Being placed in fiscal emergency would prompt a state takeover, meaning trustees would have no direct say in how the township budgets its finances.
The township could also reduce staff in its fire and police departments, which employ about 80 and 25 people, respectively, or close one of the two firehouses on Morris and Tylersville roads. However, that would reduce the level of service the township’s 17,000 residents have come to expect, Geis said. The township could also contract the services to an outside entity such as the Butler County Sheriff’s Office, but that might also mean reduction in service.
For those reasons, Geis recommended a new safety services levy that could be on the ballot as soon as early next year. How much the levy would cost taxpayers in not yet known.
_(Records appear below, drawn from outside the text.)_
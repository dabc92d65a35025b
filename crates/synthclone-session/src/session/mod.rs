//! The session: single owner of every collection.
//!
//! All mutation happens on the coordination thread through `&self` methods.
//! A mutation validates its input, announces the change, applies it, fires
//! the affected registration and publishes the did event. No `RefCell`
//! borrow is held while listeners or participants run, so they may call back
//! into the session from any did event. About-to events are a read-only
//! window: changing a collection while one is being delivered panics.

mod data;
mod jobs;
mod persist;
mod registry;
mod targets;
mod zones;

use std::cell::{Cell, RefCell};
use std::collections::HashMap;
use std::path::PathBuf;
use std::rc::{Rc, Weak};

use synthclone_core::{
    HandleAllocator, ParticipantKey, PropertyVisibility, SampleChannelCount, SampleRate,
    SessionResult, SessionState, ZoneField, validate_channel_count,
};
use tokio::sync::mpsc::{self, UnboundedReceiver, UnboundedSender};

use crate::bus::{EventBus, SubscriptionId};
use crate::component::ComponentId;
use crate::context::Context;
use crate::event::{EventKind, SessionEvent};
use crate::job::JobCompletion;

use data::SessionData;

/// The authority over participants, components, zones, jobs and menu items.
pub struct Session {
    this: Weak<Session>,
    data: RefCell<SessionData>,
    bus: EventBus,
    handles: HandleAllocator,
    contexts: RefCell<HashMap<ParticipantKey, Context>>,
    announcing: Cell<u32>,
    completion_tx: UnboundedSender<JobCompletion>,
    completion_rx: RefCell<UnboundedReceiver<JobCompletion>>,
}

struct AnnounceGuard<'a>(&'a Cell<u32>);

impl Drop for AnnounceGuard<'_> {
    fn drop(&mut self) {
        self.0.set(self.0.get() - 1);
    }
}

impl Session {
    /// Create an empty session with no session directory loaded.
    pub fn new() -> Rc<Self> {
        let (completion_tx, completion_rx) = mpsc::unbounded_channel();
        Rc::new_cyclic(|this| Self {
            this: this.clone(),
            data: RefCell::new(SessionData::new()),
            bus: EventBus::new(),
            handles: HandleAllocator::new(),
            contexts: RefCell::new(HashMap::new()),
            announcing: Cell::new(0),
            completion_tx,
            completion_rx: RefCell::new(completion_rx),
        })
    }

    /// The session's event bus.
    pub fn bus(&self) -> &EventBus {
        &self.bus
    }

    /// Shorthand for `self.bus().subscribe(kind, listener)`.
    pub fn subscribe(
        &self,
        kind: EventKind,
        listener: impl Fn(&SessionEvent) + 'static,
    ) -> SubscriptionId {
        self.bus.subscribe(kind, listener)
    }

    pub fn unsubscribe(&self, subscription: SubscriptionId) -> bool {
        self.bus.unsubscribe(subscription)
    }

    /// Context of an active participant.
    pub fn context(&self, participant: ParticipantKey) -> Option<Context> {
        self.contexts.borrow().get(&participant).cloned()
    }

    // ==================== Event plumbing ====================

    fn announce(&self, event: SessionEvent) {
        self.announcing.set(self.announcing.get() + 1);
        let _guard = AnnounceGuard(&self.announcing);
        self.bus.emit(&event);
    }

    fn emit(&self, event: SessionEvent) {
        self.bus.emit(&event);
    }

    /// # Panics
    ///
    /// Panics while an about-to event is being delivered.
    fn begin_change(&self, what: &str) {
        assert_eq!(
            self.announcing.get(),
            0,
            "cannot {what} while a pending change is being announced"
        );
    }

    // ==================== Lifecycle state ====================

    pub fn state(&self) -> SessionState {
        self.data.borrow().state
    }

    /// Directory of the loaded session.
    pub fn directory(&self) -> Option<PathBuf> {
        self.data.borrow().directory.clone()
    }

    fn set_state(&self, state: SessionState) {
        let directory = {
            let mut data = self.data.borrow_mut();
            if data.state == state {
                return;
            }
            data.state = state;
            data.directory.clone()
        };
        tracing::info!(target: "session", %state, directory = ?directory, "state changed");
        self.emit(SessionEvent::StateChanged { state, directory });
    }

    /// Mark a loaded session as having unsaved changes.
    pub fn set_session_modified(&self) {
        self.touch();
    }

    fn touch(&self) {
        if self.state() == SessionState::LoadedClean {
            self.set_state(SessionState::LoadedDirty);
        }
    }

    /// Check whether the host was asked to quit.
    pub fn is_quit_requested(&self) -> bool {
        self.data.borrow().quit_requested
    }

    // ==================== Sample data ====================

    pub fn sample_rate(&self) -> Option<SampleRate> {
        self.data.borrow().sample_rate
    }

    /// Set the session sample rate in Hz, or clear it with `None`.
    ///
    /// If the registered sampler runs at a different fixed rate it is
    /// removed and an error is reported.
    pub fn set_sample_rate(&self, hz: Option<u32>) -> SessionResult<()> {
        let rate = hz.map(SampleRate::new).transpose()?;
        self.begin_change("change the sample rate");
        {
            let mut data = self.data.borrow_mut();
            if data.sample_rate == rate {
                return Ok(());
            }
            data.sample_rate = rate;
        }
        self.emit(SessionEvent::SampleRateChanged { rate });
        self.touch();
        self.check_sampler_rate();
        Ok(())
    }

    pub fn sample_channel_count(&self) -> SampleChannelCount {
        self.data.borrow().channel_count
    }

    pub fn set_sample_channel_count(&self, count: SampleChannelCount) -> SessionResult<()> {
        let count = validate_channel_count(count)?;
        self.begin_change("change the channel count");
        {
            let mut data = self.data.borrow_mut();
            if data.channel_count == count {
                return Ok(());
            }
            data.channel_count = count;
        }
        self.emit(SessionEvent::SampleChannelCountChanged { count });
        self.touch();
        Ok(())
    }

    // ==================== Property visibility ====================

    pub fn visibility(&self) -> PropertyVisibility {
        self.data.borrow().visibility.clone()
    }

    pub fn is_property_visible(&self, field: ZoneField) -> bool {
        self.data.borrow().visibility.is_visible(field)
    }

    pub fn set_property_visible(&self, field: ZoneField, visible: bool) {
        self.begin_change("change property visibility");
        let changed = self
            .data
            .borrow_mut()
            .visibility
            .set_visible(field, visible);
        if changed {
            self.emit(SessionEvent::visibility(field, visible));
            self.touch();
        }
    }

    // ==================== Focus ====================

    pub fn focused_component(&self) -> Option<ComponentId> {
        self.data.borrow().focused
    }

    /// # Panics
    ///
    /// Panics if `component` is not registered.
    pub fn set_focused_component(&self, component: Option<ComponentId>) {
        self.begin_change("change the focused component");
        {
            let mut data = self.data.borrow_mut();
            if let Some(component) = component {
                assert!(
                    data.has_component(component),
                    "cannot focus unregistered component {component:?}"
                );
            }
            if data.focused == component {
                return;
            }
            data.focused = component;
        }
        self.emit(SessionEvent::FocusedComponentChanged { component });
    }

    // ==================== Errors ====================

    /// Report a recoverable error to the user.
    pub fn report_error(&self, message: impl Into<String>) {
        let message = message.into();
        tracing::error!(target: "session", %message, "error reported");
        self.emit(SessionEvent::ErrorReported { message });
    }
}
A 2.4-mill levy would put the township on break-even ground by generating $1 million annually, township officials said, while a long-term 10-year minimum levy of 4.8 mills would generate about $2 million a year.
It’s too late to put such a levy on the ballot this year, but next year is a possibility, said Trustee Shannon Hartkemeyer.
“The township is not going to go to fiscal watch on my watch,” she said.
Trustee John McGinnis added: “We’re headed to the point of no return. We need to show that we’re doing everything we can to control our spending and reduce our costs, but I do believe we’re going to need to approach the voters and ask them to tell us, ‘Do you want to maintain the same level of service that you get today, or do we need to reduce those services to get our finances in order?’”
Geis noted the trustees have implemented a number of cost-cutting measures such as hiring a law director, Lawrence Barbiere, to replace Jack Grove. Grove, who had been the township’s law director for about 16 years, was charging $315 per hour for his services, while Barbiere charges about half that, at $150 per hour, Hartkemeyer said.
But Geis warned that “in a township of this size, you just can’t cut yourselves into prosperity. It’s just impossible to do that.”
Trustee Terry Scharnhorst said the the previous board of trustees, of which he was part, started transferring from the general fund to avoid taxing residents still dealing with the struggling economy. However, they also knew they couldn’t rely on that strategy permanently.
“We wanted to put off a levy for as long as we possibly could. You can’t take money from people that just don’t have it. Things are easing up a bit now, but that wasn’t the case two years ago … nobody would continue to take money from the general fund. You can’t do it,” Scharnhorst said.